MySQL>source/backup/all.sql 

2. Use of mydumper&myloader tools

mydumper&myloader is an open source (GNU GPLv3) tool for multi-threaded backup and recovery of MySQL databases. The developers mainly come from MySQL, Facebook and SkySQL companies, and are currently developed and maintained by Percona.

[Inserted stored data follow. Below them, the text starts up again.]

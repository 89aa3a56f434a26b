//! CEL front end: tokenizer, parser and expression tree.

pub mod ast;
pub mod lexer;
pub mod parser;

pub use ast::{operators, Expr, Literal};
pub use parser::parse;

  • Description of common parameters of mydumper:

  • Description of common parameters of myloader:

  • Example: backup and restore sbtest
$time mydumper -h 192.168.3.6 -P 3306  -u root -p root123456 -t 6  -c  -e -B sbtest -o/home/data/
$time myloader -h 192.168.3.6 -P 3306  -u root -p root123456 -t 6 -B sbtest -o -d/home/data 

summary

In addition to some of the technical points introduced above, we can also choose third-party backup software or data backup all-in-one machine for centralized data backup management in actual applications; realize real-time and regular backup of databases, files, operating systems, and virtual machines . Here, everyone can also interact with us and share some experiences of using third-party tools and software for data recovery and backup.

Data backup and recovery is a compulsory course for all DBAs and system operators. In a distributed environment, although distributed databases have different mechanisms to ensure data security, data backup and recovery are still special in the production environment. One important point that needs to be paid attention to, and I hope everyone must be proficient in it.